Policiais militares reveem as imagens do momento da fuga para identificar os adolescentes que fugiram do CIP.
Policiais militares reveem as imagens do momento da fuga para identificar os adolescentes que fugiram do CIP.

Amanda Menger
Tubarão

Na terceira fuga do ano no Centro de Internamento Provisório de Tubarão, quatro adolescentes escaparam da instituição, por volta das 17h22min de ontem. Eles tinham terminado de fazer um lanche e estavam no pátio. Os monitores guardavam os materiais. Os adolescentes puxaram a tela de proteção que fica em uma armação de metal no pátio e conseguiram pular e fugir pelo matagal.

Todos os adolescentes têm 17 anos. Dois deles são de Tubarão, um de Laguna e outro de Criciúma. Um dos tubaronenses é o jovem que confessou há poucos dias a autoria do assassinato de Regiane de Jesus Burato, 30 anos. Ela foi morta com dois tiros à queima roupa, no dia 7 de abril, no bairro Morrotes.

Três jovens estavam com blusões de moletom vermelho e um cinza. “Nós percebemos a fuga assim que ocorreu, tentamos correr atrás e não conseguimos pegá-los. Chamamos a Polícia Militar, que ficará responsável pelas buscas.

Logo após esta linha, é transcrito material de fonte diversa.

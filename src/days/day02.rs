//! Day 2: Red-Nosed Reports.

use crate::error::{parse_int, PuzzleError};
use crate::input::lines;
use crate::{Answers, Part, Solver};

/// Largest allowed difference between adjacent levels.
const MAX_STEP: u32 = 3;

pub struct RedNosedReports;

impl Solver for RedNosedReports {
    fn day(&self) -> u8 {
        2
    }

    fn title(&self) -> &'static str {
        "Red-Nosed Reports"
    }

    fn solve(&self, input: &str) -> Result<Answers, PuzzleError> {
        let reports = parse(input)?;
        Ok(Answers::new(
            Part::new("Number of safe reports", count_safe(&reports, false)),
            Part::new(
                "Number of safe reports with dampener",
                count_safe(&reports, true),
            ),
        ))
    }
}

/// Parses one report of whitespace-separated levels per line.
pub fn parse(input: &str) -> Result<Vec<Vec<i32>>, PuzzleError> {
    lines(input)
        .map(|(line_index, line)| {
            line.split_whitespace()
                .map(|token| parse_int(token, line_index))
                .collect()
        })
        .collect()
}

/// A report is safe when it is strictly monotonic with every adjacent
/// difference between 1 and [`MAX_STEP`].
pub fn is_safe(levels: &[i32]) -> bool {
    let mut sign = 0;
    for pair in levels.windows(2) {
        let diff = pair[1] - pair[0];
        if !(1..=MAX_STEP).contains(&diff.unsigned_abs()) {
            return false;
        }
        if sign != 0 && diff.signum() != sign {
            return false;
        }
        sign = diff.signum();
    }
    true
}

/// Like [`is_safe`], but tolerates removing any single level.
pub fn is_safe_with_dampener(levels: &[i32]) -> bool {
    if is_safe(levels) {
        return true;
    }

    let mut dampened = Vec::with_capacity(levels.len());
    (0..levels.len()).any(|skip| {
        dampened.clear();
        dampened.extend_from_slice(&levels[..skip]);
        dampened.extend_from_slice(&levels[skip + 1..]);
        is_safe(&dampened)
    })
}

pub fn count_safe(reports: &[Vec<i32>], use_dampener: bool) -> u64 {
    let check = if use_dampener {
        is_safe_with_dampener
    } else {
        is_safe
    };
    reports.iter().filter(|report| check(report)).count() as u64
}

#[cfg(test)]
mod tests {
    use super::*;

    const SAMPLE: &str = include_str!("../../samples/day02.txt");

    #[test]
    fn test_individual_reports() {
        assert!(is_safe(&[7, 6, 4, 2, 1]));
        assert!(!is_safe(&[1, 2, 7, 8, 9]), "jump of 5");
        assert!(!is_safe(&[8, 6, 4, 4, 1]), "repeated level");

        assert!(!is_safe(&[1, 3, 2, 4, 5]));
        assert!(is_safe_with_dampener(&[1, 3, 2, 4, 5]));
        assert!(!is_safe_with_dampener(&[1, 2, 7, 8, 9]));
    }

    #[test]
    fn test_dampener_can_drop_first_or_last_level() {
        assert!(is_safe_with_dampener(&[9, 1, 2, 3]));
        assert!(is_safe_with_dampener(&[1, 2, 3, 9]));
    }

    #[test]
    fn test_short_reports_are_safe() {
        assert!(is_safe(&[]));
        assert!(is_safe(&[42]));
    }

    #[test]
    fn test_sample_counts() {
        let answers = RedNosedReports.solve(SAMPLE).unwrap();
        assert_eq!(answers.values(), (2, 4));
    }
}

Acreditamos que logo eles serão encontrados”, afirma o coordenador do CIP, Celso Ricardo de Souza. Até o fechamento desta página, às 22 horas, nenhum deles havia sido recapturado.

A fuga ocorreu justamente um dia antes do CIP entrar em uma nova fase da transição administrativa. Hoje, os representantes da Organização Não Governamental (CIP) Oficina de Artes Comunitárias, de Florianópolis, assumirão os trabalhos. Esta ONG também comanda a Casa de Semiliberdade de Capivari de Baixo. “A transição está mantida. O presidente da ONG é um ex-funcionário do Centro Educacional São Lucas, de São José, e conhece bem a realidade dos CIPs e dos menores infratores”, afirma Celso. No último dia 1º, uma equipe de interventores do estado assumiu a administração, já que o convênio com a prefeitura não foi renovado.